Your task — Output the data below in full, byte for byte. Nothing may differ.

Provided records —
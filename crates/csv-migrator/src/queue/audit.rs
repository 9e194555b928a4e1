//! Append-only audit trail of job lifecycle events.

use chrono::{DateTime, Utc};
use serde::{Deserialize, Serialize};
use serde_json::Value;

use crate::db::audit_repo::{self, AuditRow};
use crate::db::{Database, DatabaseError};

/// Every kind of entry the audit log records.
#[derive(Debug, Clone, Copy, Serialize, Deserialize, PartialEq, Eq)]
#[serde(rename_all = "SCREAMING_SNAKE_CASE")]
pub enum AuditAction {
    Upload,
    Start,
    Insert,
    Skip,
    Complete,
    Failed,
    Retry,
    Scheduled,
    ScheduledError,
    ScheduledSystemError,
    Pause,
    Resume,
    Requeue,
}

impl AuditAction {
    pub fn as_str(&self) -> &'static str {
        match self {
            AuditAction::Upload => "UPLOAD",
            AuditAction::Start => "START",
            AuditAction::Insert => "INSERT",
            AuditAction::Skip => "SKIP",
            AuditAction::Complete => "COMPLETE",
            AuditAction::Failed => "FAILED",
            AuditAction::Retry => "RETRY",
            AuditAction::Scheduled => "SCHEDULED",
            AuditAction::ScheduledError => "SCHEDULED_ERROR",
            AuditAction::ScheduledSystemError => "SCHEDULED_SYSTEM_ERROR",
            AuditAction::Pause => "PAUSE",
            AuditAction::Resume => "RESUME",
            AuditAction::Requeue => "REQUEUE",
        }
    }

    fn parse(s: &str) -> Option<Self> {
        let action = match s {
            "UPLOAD" => AuditAction::Upload,
            "START" => AuditAction::Start,
            "INSERT" => AuditAction::Insert,
            "SKIP" => AuditAction::Skip,
            "COMPLETE" => AuditAction::Complete,
            "FAILED" => AuditAction::Failed,
            "RETRY" => AuditAction::Retry,
            "SCHEDULED" => AuditAction::Scheduled,
            "SCHEDULED_ERROR" => AuditAction::ScheduledError,
            "SCHEDULED_SYSTEM_ERROR" => AuditAction::ScheduledSystemError,
            "PAUSE" => AuditAction::Pause,
            "RESUME" => AuditAction::Resume,
            "REQUEUE" => AuditAction::Requeue,
            _ => return None,
        };
        Some(action)
    }
}

impl std::fmt::Display for AuditAction {
    fn fmt(&self, f: &mut std::fmt::Formatter<'_>) -> std::fmt::Result {
        f.write_str(self.as_str())
    }
}

/// One audit log entry.
#[derive(Debug, Clone, Serialize, Deserialize)]
#[serde(rename_all = "camelCase")]
pub struct AuditEntry {
    pub id: i64,
    pub action: AuditAction,
    pub job_id: Option<String>,
    pub meta: Value,
    pub timestamp: DateTime<Utc>,
}

impl TryFrom<AuditRow> for AuditEntry {
    type Error = DatabaseError;

    fn try_from(row: AuditRow) -> Result<Self, Self::Error> {
        let action = AuditAction::parse(&row.action).ok_or_else(|| DatabaseError::InvalidValue {
            column: "action",
            value: row.action.clone(),
        })?;
        let timestamp = DateTime::parse_from_rfc3339(&row.timestamp)
            .map(|dt| dt.with_timezone(&Utc))
            .map_err(|_| DatabaseError::InvalidValue {
                column: "timestamp",
                value: row.timestamp.clone(),
            })?;
        Ok(Self {
            id: row.id,
            action,
            job_id: row.job_id,
            meta: serde_json::from_str(&row.meta)?,
            timestamp,
        })
    }
}

/// Write side of the audit log, plus the read helpers used by the CLI.
#[derive(Clone)]
pub struct AuditLog {
    db: Database,
}

impl AuditLog {
    pub fn new(db: Database) -> Self {
        Self { db }
    }

    /// Appends an entry.
    pub fn record(
        &self,
        action: AuditAction,
        job_id: Option<&str>,
        meta: Value,
    ) -> Result<(), DatabaseError> {
        audit_repo::append(&self.db, action.as_str(), job_id, &meta)?;
        log::debug!(
            "audit {} job={}",
            action,
            job_id.unwrap_or("-")
        );
        Ok(())
    }

    /// Appends an entry, logging instead of returning a failure.
    ///
    /// Used for entries that follow a transition which already happened.
    pub fn record_best_effort(&self, action: AuditAction, job_id: Option<&str>, meta: Value) {
        if let Err(e) = self.record(action, job_id, meta) {
            log::error!(
                "Failed to write {} audit entry for job {}: {}",
                action,
                job_id.unwrap_or("-"),
                e
            );
        }
    }

    pub fn for_job(&self, job_id: &str) -> Result<Vec<AuditEntry>, DatabaseError> {
        audit_repo::list_for_job(&self.db, job_id)?
            .into_iter()
            .map(AuditEntry::try_from)
            .collect()
    }

    pub fn recent(&self, action: AuditAction, limit: u64) -> Result<Vec<AuditEntry>, DatabaseError> {
        audit_repo::list_by_action(&self.db, action.as_str(), limit)?
            .into_iter()
            .map(AuditEntry::try_from)
            .collect()
    }
}
//! Broadcasting modules for real-time progress streaming.

pub mod job_progress;
pub mod poller;

pub use job_progress::{JobProgressBroadcaster, ProgressEvent};
pub use poller::ProgressPoller;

Answer space —
filename crates/csv-migrator/src/queue/audit.rs
repository 9e194555b928a4e1
//! Append-only audit trail of job lifecycle events.

use chrono::{DateTime, Utc};
use serde::{Deserialize, Serialize};
use serde_json::Value;

use crate::db::audit_repo::{self, AuditRow};
use crate::db::{Database, DatabaseError};

/// Every kind of entry the audit log records.
#[derive(Debug, Clone, Copy, Serialize, Deserialize, PartialEq, Eq)]
#[serde(rename_all = "SCREAMING_SNAKE_CASE")]
pub enum AuditAction {
    Upload,
    Start,
    Insert,
    Skip,
    Complete,
    Failed,
    Retry,
    Scheduled,
    ScheduledError,
    ScheduledSystemError,
    Pause,
    Resume,
    Requeue,
}

impl AuditAction {
    pub fn as_str(&self) -> &'static str {
        match self {
            AuditAction::Upload => "UPLOAD",
            AuditAction::Start => "START",
            AuditAction::Insert => "INSERT",
            AuditAction::Skip => "SKIP",
            AuditAction::Complete => "COMPLETE",
            AuditAction::Failed => "FAILED",
            AuditAction::Retry => "RETRY",
            AuditAction::Scheduled => "SCHEDULED",
            AuditAction::ScheduledError => "SCHEDULED_ERROR",
            AuditAction::ScheduledSystemError => "SCHEDULED_SYSTEM_ERROR",
            AuditAction::Pause => "PAUSE",
            AuditAction::Resume => "RESUME",
            AuditAction::Requeue => "REQUEUE",
        }
    }

    fn parse(s: &str) -> Option<Self> {
        let action = match s {
            "UPLOAD" => AuditAction::Upload,
            "START" => AuditAction::Start,
            "INSERT" => AuditAction::Insert,
            "SKIP" => AuditAction::Skip,
            "COMPLETE" => AuditAction::Complete,
            "FAILED" => AuditAction::Failed,
            "RETRY" => AuditAction::Retry,
            "SCHEDULED" => AuditAction::Scheduled,
            "SCHEDULED_ERROR" => AuditAction::ScheduledError,
            "SCHEDULED_SYSTEM_ERROR" => AuditAction::ScheduledSystemError,
            "PAUSE" => AuditAction::Pause,
            "RESUME" => AuditAction::Resume,
            "REQUEUE" => AuditAction::Requeue,
            _ => return None,
        };
        Some(action)
    }
}

impl std::fmt::Display for AuditAction {
    fn fmt(&self, f: &mut std::fmt::Formatter<'_>) -> std::fmt::Result {
        f.write_str(self.as_str())
    }
}

/// One audit log entry.
#[derive(Debug, Clone, Serialize, Deserialize)]
#[serde(rename_all = "camelCase")]
pub struct AuditEntry {
    pub id: i64,
    pub action: AuditAction,
    pub job_id: Option<String>,
    pub meta: Value,
    pub timestamp: DateTime<Utc>,
}

impl TryFrom<AuditRow> for AuditEntry {
    type Error = DatabaseError;

    fn try_from(row: AuditRow) -> Result<Self, Self::Error> {
        let action = AuditAction::parse(&row.action).ok_or_else(|| DatabaseError::InvalidValue {
            column: "action",
            value: row.action.clone(),
        })?;
        let timestamp = DateTime::parse_from_rfc3339(&row.timestamp)
            .map(|dt| dt.with_timezone(&Utc))
            .map_err(|_| DatabaseError::InvalidValue {
                column: "timestamp",
                value: row.timestamp.clone(),
            })?;
        Ok(Self {
            id: row.id,
            action,
            job_id: row.job_id,
            meta: serde_json::from_str(&row.meta)?,
            timestamp,
        })
    }
}

/// Write side of the audit log, plus the read helpers used by the CLI.
#[derive(Clone)]
pub struct AuditLog {
    db: Database,
}

impl AuditLog {
    pub fn new(db: Database) -> Self {
        Self { db }
    }

    /// Appends an entry.
    pub fn record(
        &self,
        action: AuditAction,
        job_id: Option<&str>,
        meta: Value,
    ) -> Result<(), DatabaseError> {
        audit_repo::append(&self.db, action.as_str(), job_id, &meta)?;
        log::debug!(
            "audit {} job={}",
            action,
            job_id.unwrap_or("-")
        );
        Ok(())
    }

    /// Appends an entry, logging instead of returning a failure.
    ///
    /// Used for entries that follow a transition which already happened.
    pub fn record_best_effort(&self, action: AuditAction, job_id: Option<&str>, meta: Value) {
        if let Err(e) = self.record(action, job_id, meta) {
            log::error!(
                "Failed to write {} audit entry for job {}: {}",
                action,
                job_id.unwrap_or("-"),
                e
            );
        }
    }

    pub fn for_job(&self, job_id: &str) -> Result<Vec<AuditEntry>, DatabaseError> {
        audit_repo::list_for_job(&self.db, job_id)?
            .into_iter()
            .map(AuditEntry::try_from)
            .collect()
    }

    pub fn recent(&self, action: AuditAction, limit: u64) -> Result<Vec<AuditEntry>, DatabaseError> {
        audit_repo::list_by_action(&self.db, action.as_str(), limit)?
            .into_iter()
            .map(AuditEntry::try_from)
            .collect()
    }
}
//! Broadcasting modules for real-time progress streaming.

pub mod job_progress;
pub mod poller;

pub use job_progress::{JobProgressBroadcaster, ProgressEvent};
pub use poller::ProgressPoller;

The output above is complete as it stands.